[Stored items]
"""
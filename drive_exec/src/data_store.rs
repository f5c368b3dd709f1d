//! # Data Store
//!
//! Sensor values shared between the pollers and the control loop. Each value
//! lives in its own `Snapshot`, which is replaced whole under a short lock so
//! the control loop never sees a partially updated sample.

// ---------------------------------------------------------------------------
// IMPORTS
// ---------------------------------------------------------------------------

// External
use std::sync::{Mutex, MutexGuard};
use std::time::{Duration, Instant};

// Internal
use comms_if::eqpt::{car::CarFeedback, gps::GpsFix, imu::ImuSample};

// ---------------------------------------------------------------------------
// DATA STRUCTURES
// ---------------------------------------------------------------------------

/// A value published by one context and read by another.
#[derive(Debug)]
pub struct Snapshot<T> {
    inner: Mutex<Stamped<T>>,
}

/// A copy of a snapshot as seen by the reader.
#[derive(Debug, Clone, Copy)]
pub struct Stamped<T> {
    /// Last value published, `None` until the first successful read
    pub value: Option<T>,

    /// When the value was last published
    pub updated: Option<Instant>,

    /// Number of failed reads since the last successful one
    pub consecutive_faults: u32,

    /// Number of values published
    pub seq: u64,
}

/// Normalised operator stick positions.
#[derive(Debug, Clone, Copy, Default, PartialEq)]
pub struct AxisState {
    pub throttle: f32,
    pub steering: f32,
}

/// Global sensor store for the executable.
#[derive(Debug, Default)]
pub struct DataStore {
    pub imu: Snapshot<ImuSample>,
    pub car: Snapshot<CarFeedback>,
    pub gps: Snapshot<GpsFix>,
    pub axes: Snapshot<AxisState>,
}

// ---------------------------------------------------------------------------
// IMPLEMENTATIONS
// ---------------------------------------------------------------------------

impl<T> Default for Stamped<T> {
    fn default() -> Self {
        Self {
            value: None,
            updated: None,
            consecutive_faults: 0,
            seq: 0,
        }
    }
}

impl<T> Stamped<T> {
    /// True if a value was published within `max_age` of `now` and no read
    /// has failed since.
    pub fn is_fresh(&self, now: Instant, max_age: Duration) -> bool {
        self.consecutive_faults == 0
            && match self.updated {
                Some(t) => now.saturating_duration_since(t) <= max_age,
                None => false,
            }
    }
}

impl<T> Default for Snapshot<T> {
    fn default() -> Self {
        Self {
            inner: Mutex::new(Stamped::default()),
        }
    }
}

impl<T: Copy> Snapshot<T> {
    /// Replace the value, clearing the fault count.
    pub fn publish(&self, value: T) {
        let mut s = self.lock();
        s.value = Some(value);
        s.updated = Some(Instant::now());
        s.consecutive_faults = 0;
        s.seq = s.seq.wrapping_add(1);
    }

    /// Note a failed read, keeping the last good value.
    ///
    /// Returns the number of consecutive faults.
    pub fn record_fault(&self) -> u32 {
        let mut s = self.lock();
        s.consecutive_faults = s.consecutive_faults.saturating_add(1);
        s.consecutive_faults
    }

    /// Copy of the whole snapshot.
    pub fn read(&self) -> Stamped<T> {
        *self.lock()
    }

    /// Last value published.
    pub fn latest(&self) -> Option<T> {
        self.lock().value
    }

    fn lock(&self) -> MutexGuard<'_, Stamped<T>> {
        // Updates are plain assignments, a poisoned snapshot is still whole
        match self.inner.lock() {
            Ok(g) => g,
            Err(poisoned) => poisoned.into_inner(),
        }
    }
}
"""
ASSIGNMENT :: Up to and including the line that holds "pub struct AxisState", reproduce the records above exactly from their first line, and give nothing else.

EXERCISE OUTPUT ::
filename drive_exec/src/data_store.rs
repository f5c368b3dd709f1d
//! # Data Store
//!
//! Sensor values shared between the pollers and the control loop. Each value
//! lives in its own `Snapshot`, which is replaced whole under a short lock so
//! the control loop never sees a partially updated sample.

// ---------------------------------------------------------------------------
// IMPORTS
// ---------------------------------------------------------------------------

// External
use std::sync::{Mutex, MutexGuard};
use std::time::{Duration, Instant};

// Internal
use comms_if::eqpt::{car::CarFeedback, gps::GpsFix, imu::ImuSample};

// ---------------------------------------------------------------------------
// DATA STRUCTURES
// ---------------------------------------------------------------------------

/// A value published by one context and read by another.
#[derive(Debug)]
pub struct Snapshot<T> {
    inner: Mutex<Stamped<T>>,
}

/// A copy of a snapshot as seen by the reader.
#[derive(Debug, Clone, Copy)]
pub struct Stamped<T> {
    /// Last value published, `None` until the first successful read
    pub value: Option<T>,

    /// When the value was last published
    pub updated: Option<Instant>,

    /// Number of failed reads since the last successful one
    pub consecutive_faults: u32,

    /// Number of values published
    pub seq: u64,
}

/// Normalised operator stick positions.
#[derive(Debug, Clone, Copy, Default, PartialEq)]
pub struct AxisState {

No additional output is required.